My Administration has worked hard to help increase mental health services and improve access to care.  We are working with community health centers to expand the availability of behavioral and mental health services across the country, including in rural areas.  And thanks to the Affordable Care Act, over 60 million Americans now have expanded mental health and substance use disorder benefits and parity protections.  This law also prohibits insurers from denying coverage because of pre-existing conditions like a diagnosis of mental illness, and it requires most insurance plans to cover recommended preventive services without copays.  Additionally, as part of the BRAIN initiative, we are supporting innovative research that aims to revolutionize our understanding of how the brain works and uncover new ways to address conditions like depression.

We continue to support our troops and veterans.  I signed the Clay Hunt Suicide Prevention for American Veterans Act on February 12, 2015, which authorized additional steps to address mental health and prevent suicide.  The year before, I announced 19 Executive actions that make it easier for members of our Armed Forces and veterans to access the care they need, when they need it—including a new policy that will ensure the continuity of medication for mental health problems as service members transition to care at the Department of Veterans Affairs (VA).  The VA has also worked to increase mental health staffing, enhance community partnerships, and expand the capacity of the Veterans Crisis Line.

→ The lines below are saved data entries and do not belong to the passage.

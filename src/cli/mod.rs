pub mod args;
pub mod commands;

pub use args::{Cli, Commands, DatabaseArgs};
pub use commands::run;
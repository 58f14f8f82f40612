use crate::models::{Header, Record};

/// A header together with the data lines that followed it, in file order.
///
/// `header` is `None` when the stream began with data lines or when the
/// header line failed to decode; such groups still carry their records so
/// that the persister can account for them.
#[derive(Debug, Clone, PartialEq, Eq)]
pub struct Group {
    pub header: Option<Header>,
    pub records: Vec<Record>,
}

impl Group {
    pub fn new(header: Option<Header>, records: Vec<Record>) -> Self {
        Self { header, records }
    }

    pub fn record_count(&self) -> usize {
        self.records.len()
    }
}

/// Total number of records across a slice of groups.
pub fn total_records(groups: &[Group]) -> usize {
    groups.iter().map(Group::record_count).sum()
}
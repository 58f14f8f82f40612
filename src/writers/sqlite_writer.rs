use crate::config::DatabaseConfig;
use crate::error::Result;
use crate::models::group::total_records;
use crate::models::Group;
use crate::writers::{BatchReport, BatchSink};
use rusqlite::{params, Connection, TransactionBehavior};
use std::time::Duration;
use tracing::{debug, info, warn};

const INSERT_IGRA_DATA_SQL: &str = "INSERT INTO igra_data (
    id,
    year,
    month,
    day,
    hour,
    reltime,
    numlev,
    p_src,
    np_src,
    lat,
    lon,
    lvltyp1,
    lvltyp2,
    etime,
    press,
    pflag,
    gph,
    zflag,
    temp,
    tflag,
    rh,
    dpdp,
    wdir,
    wspd
)
VALUES (?1, ?2, ?3, ?4, ?5, ?6, ?7, ?8, ?9, ?10, ?11, ?12, ?13, ?14, ?15, ?16, ?17, ?18, ?19, ?20, ?21, ?22, ?23, ?24)";

/// Open a connection configured for concurrent bulk loading.
pub fn open_connection(config: &DatabaseConfig) -> Result<Connection> {
    let conn = Connection::open(&config.path)?;
    conn.busy_timeout(Duration::from_secs(config.busy_timeout_secs))?;

    if config.bulk_pragmas {
        conn.execute_batch("PRAGMA journal_mode=WAL; PRAGMA synchronous=NORMAL;")?;
    }

    debug!(path = %config.path, "Opened database connection");
    Ok(conn)
}

/// Persists groups into `igra_data`, one transaction per batch.
///
/// The writer owns its connection; dropping it closes the connection.
pub struct SqliteWriter {
    conn: Connection,
}

impl SqliteWriter {
    pub fn open(config: &DatabaseConfig) -> Result<Self> {
        Ok(Self {
            conn: open_connection(config)?,
        })
    }

    pub fn from_connection(conn: Connection) -> Self {
        Self { conn }
    }

    #[cfg(test)]
    pub fn connection(&self) -> &Connection {
        &self.conn
    }
}

impl BatchSink for SqliteWriter {
    fn save_batch(&mut self, groups: &[Group]) -> Result<BatchReport> {
        let rows = total_records(groups);
        info!(rows, "Saving batch data");

        // Acquire the write lock before the first insert.
        let tx = self
            .conn
            .transaction_with_behavior(TransactionBehavior::Immediate)?;
        let mut skipped = 0;

        {
            let mut stmt = tx.prepare_cached(INSERT_IGRA_DATA_SQL)?;

            for group in groups {
                let Some(header) = &group.header else {
                    if !group.records.is_empty() {
                        warn!(
                            rows = group.records.len(),
                            "Unable to save rows without a decoded header"
                        );
                    }
                    skipped += group.records.len();
                    continue;
                };

                for record in &group.records {
                    let inserted = stmt.execute(params![
                        header.id,
                        header.year,
                        header.month,
                        header.day,
                        header.hour,
                        header.reltime,
                        header.numlev,
                        header.p_src,
                        header.np_src,
                        header.lat,
                        header.lon,
                        record.lvltyp1,
                        record.lvltyp2,
                        record.etime,
                        record.press,
                        record.pflag,
                        record.gph,
                        record.zflag,
                        record.temp,
                        record.tflag,
                        record.rh,
                        record.dpdp,
                        record.wdir,
                        record.wspd,
                    ]);

                    if let Err(e) = inserted {
                        // SQLite rolled back the whole transaction; later
                        // inserts would autocommit one by one.
                        if tx.is_autocommit() {
                            return Err(e.into());
                        }
                        warn!(station = %header.id, error = %e, ?record, "Unable to save data in database");
                        skipped += 1;
                    }
                }
            }
        }

        tx.commit()?;

        if skipped > 0 {
            warn!(rows, skipped, "Batch committed with skipped rows");
        }

        Ok(BatchReport { rows, skipped })
    }
}
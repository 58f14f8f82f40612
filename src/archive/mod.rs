pub mod reader;

pub use reader::IgraArchiveReader;
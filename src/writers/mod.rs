pub mod schema;
pub mod sqlite_writer;

pub use schema::{create_database, query_results};
pub use sqlite_writer::{open_connection, SqliteWriter};

use crate::error::Result;
use crate::models::Group;

/// Outcome of persisting one batch of groups.
#[derive(Debug, Clone, Copy, Default, PartialEq, Eq)]
pub struct BatchReport {
    /// Records contained in the batch, whether or not they were written.
    pub rows: usize,
    /// Rows dropped because they could not be bound or inserted.
    pub skipped: usize,
}

/// Destination for batches of decoded groups.
pub trait BatchSink {
    fn save_batch(&mut self, groups: &[Group]) -> Result<BatchReport>;
}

To learn more about mental health assistance and health care reform, please visit www.MentalHealth.gov or www.HealthCare.gov.  Calling 1-800-662-HELP is also a free, confidential way to receive a treatment referral or further information. 

Again, thank you for writing.  Michelle and I—like so many Americans—have known people who have experienced mental health problems, and we understand the effects these illnesses have on their lives and on their families.  We must continue to work toward better prevention and treatment, and as caring individuals, we must do what we can to ensure those with mental health issues get the care and support they need and deserve.

Sincerely,

Barack Obama

I do realize that the President did not write this email to me.  I also realize that the person who did, obviously did not read a word of the letter I sent.  Yes, I snail mailed a letter…the old fashioned way.  Although I did expect this, I am a bit saddened by it.  As an advocate, I am well aware of all the stats.  I certainly don’t need to learn to go the .gov sites.  I didn’t expect the President to actually read the letter, but at least a staffer would have been nice.  I know I’m no one important.  I don’t have that much of an inflated ego.  It’s just interesting.  Imagine if we all wrote letters and sent them on the same day.  I wonder if we would all get the same response or if someone would actually take notice.  Hmmm.

*Please do not make any negative political comments.  I know not everyone is a fan of the President.